Бог посылает к Давиду Нафана. Нафан — это пророк и проповедник. Этот человек заслужил награду за то, что с таким дерзновением отправился к царю. Он знает, что произошло с Урией. Давид убил невинного воина… Что он сделает с проповедником, который осмелился ему перечить?
И все же Нафан идет к Давиду. Он не обличает его в грехах, но рассказывает историю о бедном человеке с одной овечкой. Давид мгновенно включается в историю. Он сам пас множество овец, прежде чем стал лидером нации. Он знает, что такое бедность. Он был самым младшим сыном в семье, которая была слишком бедной, чтобы нанять пастуха. Нафан рассказывает Давиду, как бедняк любил свою единственную овечку, брал ее к себе на колени и кормил с собственной тарелки. Кроме нее у него никого не было.
Далее в рассказе появляется богач. У богача в доме останавливается путешественник, поэтому там начинаются приготовления к пиру. Но богач не хочет брать овцу из собственного стада, поэтому он посылает своих людей украсть овечку бедняка. Они врываются в дом бедняка, хватают овечку и делают из нее шашлык.
Давид слушает, и в нем закипает гнев. Он хватается за подлокотники своего трона. Он излагает приговор без суда и следствия — и заглатывает наживку! “Достоин смерти человек, сделавший это; и за овечку он должен заплатить вчетверо, за то, что он сделал это, и за то, что не имел сострадания” (2 Цар. 12:5, 6).
О Давид! Ты не заметил, как возмездие подступило к тебе, не так ли? Ты не видел, как Нафан приготовил виселицу и перекинул через нее веревку. Ты не почувствовал, как твои руки завели за спину и связали, и повели тебя вверх по ступенькам, и поставили прямо над люком и под петлей. И только когда петля затянулась на твоей шее, ты почувствовал дыхание смерти. И только тогда Нафан затянул веревку тремя короткими словами:
“Ты — тот человек” (2 Цар. 12:7).
Давид побледнел. Весь напрягся. На лбу выступили капли пота. Он откинулся в кресле. Он не пытался защищаться. Он ничего не ответил. Ему нечего было сказать. Бог, однако, только начал говорить. Через Нафана Он провозгласил:
Я помазал тебя в царя над Израилем, и Я избавил тебя от руки Саула, и дал тебе дом господина твоего и жен господина твоего на лоно твое, и дал тебе дом Израилев и Иудин, и, если этого для тебя мало, прибавил бы тебе еще больше; зачем же ты пренебрег слово Господа, сделав злое пред очами Его? Урию Хеттеянина ты поразил мечом; жену его взял себе в жену, а его ты убил мечом Аммонитян (2 Цар. 12:7–9).
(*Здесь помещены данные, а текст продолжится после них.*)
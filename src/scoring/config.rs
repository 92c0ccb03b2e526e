use anyhow::{bail, Context, Result};
use serde::{Deserialize, Serialize};
use std::fs;
use std::path::PathBuf;

use super::result::Category;

/// Which published ranking model the engine follows.
#[derive(Debug, Clone, Copy, PartialEq, Eq, Deserialize, Serialize)]
#[serde(rename_all = "snake_case")]
pub enum ScoringVersion {
    /// Original 6-factor content-oriented profile.
    Legacy,
    /// Current 8-factor profile aligned with the platform's ranking signals.
    Aligned,
}

pub const SUPERHOST_BONUS: u32 = 5;
pub const INSTANT_BOOK_BONUS: u32 = 3;
pub const GUEST_FAVORITES_BONUS: u32 = 8;

/// Categories at or above this are reported as strengths.
pub const STRONG_CATEGORY_THRESHOLD: u32 = 80;
/// Categories below this are reported as weaknesses.
pub const WEAK_CATEGORY_THRESHOLD: u32 = 60;

pub const MAX_RECOMMENDATIONS: usize = 10;
pub const WEIGHT_SUM_EPSILON: f64 = 1e-6;

/// Main engine configuration.
///
/// Selecting a scoring version is explicit: the weight table decides
/// which category scorers run and in what order, and the grade bands
/// and eligibility rules travel with it. No global state.
///
/// Example YAML override:
/// ```yaml
/// version: aligned
/// weights:
///   - { category: reviews, weight: 0.30 }
///   - { category: response, weight: 0.20 }
///   - { category: pricing, weight: 0.20 }
///   - { category: instant_book, weight: 0.10 }
///   - { category: cancellation, weight: 0.10 }
///   - { category: availability, weight: 0.10 }
/// ```
#[derive(Debug, Clone, PartialEq, Deserialize, Serialize)]
#[serde(deny_unknown_fields)]
pub struct EngineConfig {
    pub version: ScoringVersion,
    /// Active categories with their weights; must sum to 1.0.
    pub weights: Vec<CategoryWeight>,
    /// Sorted by `min` descending; the last band must start at 0.
    #[serde(default = "default_grade_bands")]
    pub grade_bands: Vec<GradeBand>,
    #[serde(default)]
    pub bonuses: BonusPoints,
    #[serde(default)]
    pub eligibility: EligibilityRules,
}

#[derive(Debug, Clone, PartialEq, Deserialize, Serialize)]
#[serde(deny_unknown_fields)]
pub struct CategoryWeight {
    pub category: Category,
    pub weight: f64,
}

#[derive(Debug, Clone, PartialEq, Deserialize, Serialize)]
#[serde(deny_unknown_fields)]
pub struct GradeBand {
    pub min: u32,
    pub letter: String,
}

#[derive(Debug, Clone, Copy, PartialEq, Eq, Deserialize, Serialize)]
#[serde(deny_unknown_fields, default)]
pub struct BonusPoints {
    pub superhost: u32,
    pub instant_book: u32,
    pub guest_favorites: u32,
}

impl Default for BonusPoints {
    fn default() -> Self {
        Self {
            superhost: SUPERHOST_BONUS,
            instant_book: INSTANT_BOOK_BONUS,
            guest_favorites: GUEST_FAVORITES_BONUS,
        }
    }
}

/// Guest Favorites badge criteria. All conditions are AND-combined.
#[derive(Debug, Clone, Copy, PartialEq, Deserialize, Serialize)]
#[serde(deny_unknown_fields, default)]
pub struct EligibilityRules {
    pub min_rating: f64,
    /// Minimum reviews within the lookback window.
    pub min_reviews: u32,
    /// Window the fetcher counts reviews over (4 years).
    pub lookback_days: i64,
    /// The most recent review must fall within this many days.
    pub recency_days: i64,
    /// Exclusive upper bound; a rate at or above this disqualifies.
    pub max_cancellation_rate: f64,
    /// Every sub-category rating must be at least this.
    pub sub_rating_bar: f64,
}

impl Default for EligibilityRules {
    fn default() -> Self {
        Self {
            min_rating: 4.9,
            min_reviews: 5,
            lookback_days: 1461,
            recency_days: 730,
            max_cancellation_rate: 0.01,
            sub_rating_bar: 4.8,
        }
    }
}

impl EngineConfig {
    pub fn for_version(version: ScoringVersion) -> Self {
        match version {
            ScoringVersion::Legacy => Self::legacy(),
            ScoringVersion::Aligned => Self::aligned(),
        }
    }

    /// The original 6-factor content profile.
    pub fn legacy() -> Self {
        Self {
            version: ScoringVersion::Legacy,
            weights: weight_table(&[
                (Category::Title, 0.15),
                (Category::Description, 0.15),
                (Category::Photos, 0.20),
                (Category::Pricing, 0.15),
                (Category::Amenities, 0.15),
                (Category::Reviews, 0.20),
            ]),
            grade_bands: default_grade_bands(),
            bonuses: BonusPoints::default(),
            eligibility: EligibilityRules::default(),
        }
    }

    /// The 8-factor profile aligned with the platform's ranking signals.
    pub fn aligned() -> Self {
        Self {
            version: ScoringVersion::Aligned,
            weights: weight_table(&[
                (Category::Reviews, 0.25),
                (Category::Response, 0.15),
                (Category::Pricing, 0.15),
                (Category::Conversion, 0.12),
                (Category::InstantBook, 0.10),
                (Category::Cancellation, 0.08),
                (Category::ListingQuality, 0.08),
                (Category::Availability, 0.07),
            ]),
            grade_bands: default_grade_bands(),
            bonuses: BonusPoints::default(),
            eligibility: EligibilityRules::default(),
        }
    }

    /// Letter grade for an overall score. Bands are validated to be
    /// contiguous down to 0, so every score maps to exactly one letter.
    pub fn grade_for(&self, score: u32) -> &str {
        self.grade_bands
            .iter()
            .find(|b| score >= b.min)
            .map(|b| b.letter.as_str())
            .unwrap_or("F")
    }
}

fn weight_table(entries: &[(Category, f64)]) -> Vec<CategoryWeight> {
    entries
        .iter()
        .map(|(category, weight)| CategoryWeight {
            category: *category,
            weight: *weight,
        })
        .collect()
}

fn default_grade_bands() -> Vec<GradeBand> {
    [
        (95, "A+"),
        (90, "A"),
        (85, "A-"),
        (80, "B+"),
        (75, "B"),
        (70, "B-"),
        (65, "C+"),
        (60, "C"),
        (55, "C-"),
        (50, "D+"),
        (45, "D"),
        (40, "D-"),
        (0, "F"),
    ]
    .iter()
    .map(|(min, letter)| GradeBand {
        min: *min,
        letter: (*letter).to_string(),
    })
    .collect()
}

/// Default config file location (~/.config/listing-grader/config.yaml).
pub fn default_config_path() -> Option<PathBuf> {
    dirs::home_dir().map(|home| {
        home.join(".config")
            .join("listing-grader")
            .join("config.yaml")
    })
}

/// Load the engine config.
///
/// An explicitly given `path` must exist. Without one, the default
/// config file is used when present, otherwise the built-in profile
/// for `fallback`.
pub fn load_config(path: Option<PathBuf>, fallback: ScoringVersion) -> Result<EngineConfig> {
    let explicit = path.is_some();
    let config_path = match path.or_else(default_config_path) {
        Some(p) => p,
        None => return Ok(EngineConfig::for_version(fallback)),
    };

    if !config_path.exists() {
        if explicit {
            bail!("Config file not found at {}", config_path.display());
        }
        return Ok(EngineConfig::for_version(fallback));
    }

    let raw = fs::read_to_string(&config_path)
        .with_context(|| format!("Failed to read config file at {}", config_path.display()))?;
    let config: EngineConfig = serde_saphyr::from_str(&raw).with_context(|| {
        format!(
            "Failed to parse config: invalid YAML in {}",
            config_path.display()
        )
    })?;
    Ok(config)
}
В словах Бога чувствуется боль, не ненависть, не замешательство, не уничижение. Твои стада наполняют горы и долины. Зачем тебе красть? В твоем дворце красота и изобилие. Зачем тебе кто-то еще? Зачем богатому грабить других? Нет оправданий Давиду.
Затем Бог продолжает:
Итак не отступит меч от дома твоего во веки за то, что ты пренебрег Меня и взял жену Урии Хеттеянина, чтоб она была тебе женою. Так говорит Господь: вот, Я воздвигну на тебя зло из дома твоего, и возьму жен твоих пред глазами твоими, и отдам ближнему твоему, и будет он спать с женами твоими пред этим солнцем; ты сделал тайно, а Я сделаю это пред всем Израилем и пред солнцем (2 Цар. 12:10–12).